Lucene IndexReaders There's actually a third option for instantiating an IndexSearcher; you can instantiate it with any class that is a concrete subclass of the abstract class IndexReader This makes more sense if you take a peek at the code for IndexSearcher. The other two constructors just turn your file path or Directory object into an IndexReader by calling the static method IndexReader.open().

Lucene Multiple Indexes If you're searching a single index, you use an IndexSearcher with a single index. If you need to search across multiple indexes, you instantiate one IndexSearcher per index, create an array, stick the IndexSearcher instances in the array, and instantiate a MultiSearcher with the array as an argument.

Lucene Doing The Search To actually do the search, you take the argument string the user enters, pass it to a QueryParser and get back a parsed Query object (and remember (third time's the charm) to use the right kind of Analyzer when you instantiate the QueryParser; use the same sort of Analyzer that you used when you built the index; the QueryParser'll use the Analyzer to tokenize the argument string). Then you feed the parsed Query to the IndexSearcher.search(). The return is a Hits object, which is a collection of Document objects for documents that matched the search parameters. The Hits object also includes a score for each Document, indicating how well it matched.

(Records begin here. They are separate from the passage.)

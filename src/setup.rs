//! `vcslog setup`: provision the bin and log directories
//!
//! Every step leaves existing files alone, so running setup again only fills
//! in what is missing and re-checks `$PATH`.

use anyhow::{anyhow, Context, Result};
use clap::Args;
use log::debug;
use std::env;
use std::ffi::OsStr;
use std::fs;
use std::io::{self, Write};
use std::path::{Path, PathBuf};
use vcslog_common::env_vars::{HOME, SEARCH_PATH};
use vcslog_common::paths::{self, BIN_SUBDIR, LOGS_SUBDIR};
use vcslog_common::{split_search_path, DEFAULT_WRAPPED_COMMANDS, WRAPPER_BIN_NAME};

#[derive(Args, Debug)]
pub struct SetupArgs {
    /// Wrapper binary to link (defaults to vcslog-wrapper next to this binary)
    #[arg(long, value_name = "PATH")]
    pub wrapper: Option<PathBuf>,

    /// Command to wrap; repeat for several (defaults to hg, git, svn, cvs, p4)
    #[arg(long = "vcs", value_name = "NAME")]
    pub vcs: Vec<String>,
}

pub fn run_setup(args: &SetupArgs) -> Result<i32> {
    let root = paths::vcslog_home()?;
    let wrapper = locate_wrapper(args.wrapper.as_deref())?;
    let names: Vec<&str> = if args.vcs.is_empty() {
        DEFAULT_WRAPPED_COMMANDS.to_vec()
    } else {
        args.vcs.iter().map(String::as_str).collect()
    };
    for name in &names {
        validate_command_name(name)?;
    }
    debug!("vcslog root: {}", root.display());
    debug!("wrapper binary: {}", wrapper.display());

    let bin_dir = root.join(BIN_SUBDIR);
    progress(&format!("creating {}...", bin_dir.display()));
    fs::create_dir_all(&bin_dir)
        .with_context(|| format!("Failed to create {}", bin_dir.display()))?;
    link_if_missing(&wrapper, &bin_dir.join(WRAPPER_BIN_NAME))?;
    println!(" ok.");

    progress("creating vcs symlinks:");
    for name in names {
        progress(&format!(" {name}"));
        link_if_missing(Path::new(WRAPPER_BIN_NAME), &bin_dir.join(name))?;
    }
    println!(" ok.");

    let logs_dir = root.join(LOGS_SUBDIR);
    progress("creating log directory...");
    fs::create_dir_all(&logs_dir)
        .with_context(|| format!("Failed to create {}", logs_dir.display()))?;
    println!(" ok.");

    progress("checking $PATH...");
    let search_path = env::var_os(SEARCH_PATH).unwrap_or_default();
    if search_path_contains(&search_path, &bin_dir) {
        println!(" ok.");
        Ok(0)
    } else {
        println!();
        eprintln!("WARNING: {} not found in $PATH", bin_dir.display());
        eprintln!("Add it to your PATH ahead of the real tools, then re-run setup to verify.");
        Ok(1)
    }
}

fn progress(message: &str) {
    print!("{message}");
    let _ = io::stdout().flush();
}

/// Find the wrapper binary to link into the bin directory
fn locate_wrapper(explicit: Option<&Path>) -> Result<PathBuf> {
    if let Some(path) = explicit {
        return fs::canonicalize(path)
            .with_context(|| format!("Wrapper binary {} not found", path.display()));
    }

    let exe = env::current_exe().context("Failed to get current executable path")?;
    let dir = exe
        .parent()
        .ok_or_else(|| anyhow!("Executable has no parent directory"))?;
    let candidate = dir.join(format!("{WRAPPER_BIN_NAME}{}", env::consts::EXE_SUFFIX));

    if candidate.is_file() {
        Ok(candidate)
    } else {
        Err(anyhow!(
            "could not find {} next to {}; pass --wrapper <PATH>",
            WRAPPER_BIN_NAME,
            exe.display()
        ))
    }
}

fn validate_command_name(name: &str) -> Result<()> {
    let mut components = Path::new(name).components();
    match (components.next(), components.next()) {
        (Some(std::path::Component::Normal(_)), None) => Ok(()),
        _ => Err(anyhow!("invalid command name '{name}'")),
    }
}

/// Create `link` pointing at `target` unless something already occupies it
fn link_if_missing(target: &Path, link: &Path) -> Result<()> {
    if fs::symlink_metadata(link).is_ok() {
        debug!("{} already exists, leaving it alone", link.display());
        return Ok(());
    }
    make_link(target, link).with_context(|| {
        format!(
            "Failed to link {} -> {}",
            link.display(),
            target.display()
        )
    })
}

#[cfg(unix)]
fn make_link(target: &Path, link: &Path) -> io::Result<()> {
    std::os::unix::fs::symlink(target, link)
}

#[cfg(not(unix))]
fn make_link(target: &Path, link: &Path) -> io::Result<()> {
    // Relative targets are resolved against the link's directory, as a
    // symlink would be
    let source = match link.parent() {
        Some(dir) if target.is_relative() => dir.join(target),
        _ => target.to_path_buf(),
    };
    fs::copy(source, link).map(|_| ())
}

/// Whether `dir` appears in the search path, comparing absolute forms
fn search_path_contains(search_path: &OsStr, dir: &Path) -> bool {
    let wanted = normalize(dir);
    split_search_path(search_path)
        .iter()
        .filter(|entry| !entry.as_os_str().is_empty())
        .any(|entry| normalize(&expand_home(entry)) == wanted)
}

fn expand_home(entry: &Path) -> PathBuf {
    match (entry.strip_prefix("~"), env::var_os(HOME)) {
        (Ok(rest), Some(home)) => PathBuf::from(home).join(rest),
        _ => entry.to_path_buf(),
    }
}

fn normalize(path: &Path) -> PathBuf {
    fs::canonicalize(path)
        .or_else(|_| std::path::absolute(path))
        .unwrap_or_else(|_| path.to_path_buf())
}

Lucene Hits IndexSearcher.search(Query) returns a "Hits" object, which is sort of like a Vector, containing a ranked list of Lucene Document objects. These are the same Document objects you fed into the IndexWriter, but specifically the ones that matched your search. Now you need to format the hits for a display, or manufacture HREFs pointing to the original documents, or whatever you were basically planning to do with the search results.

Lucene (cont.) Summary Lucene For key value pair fast retrieval. For read oriented data.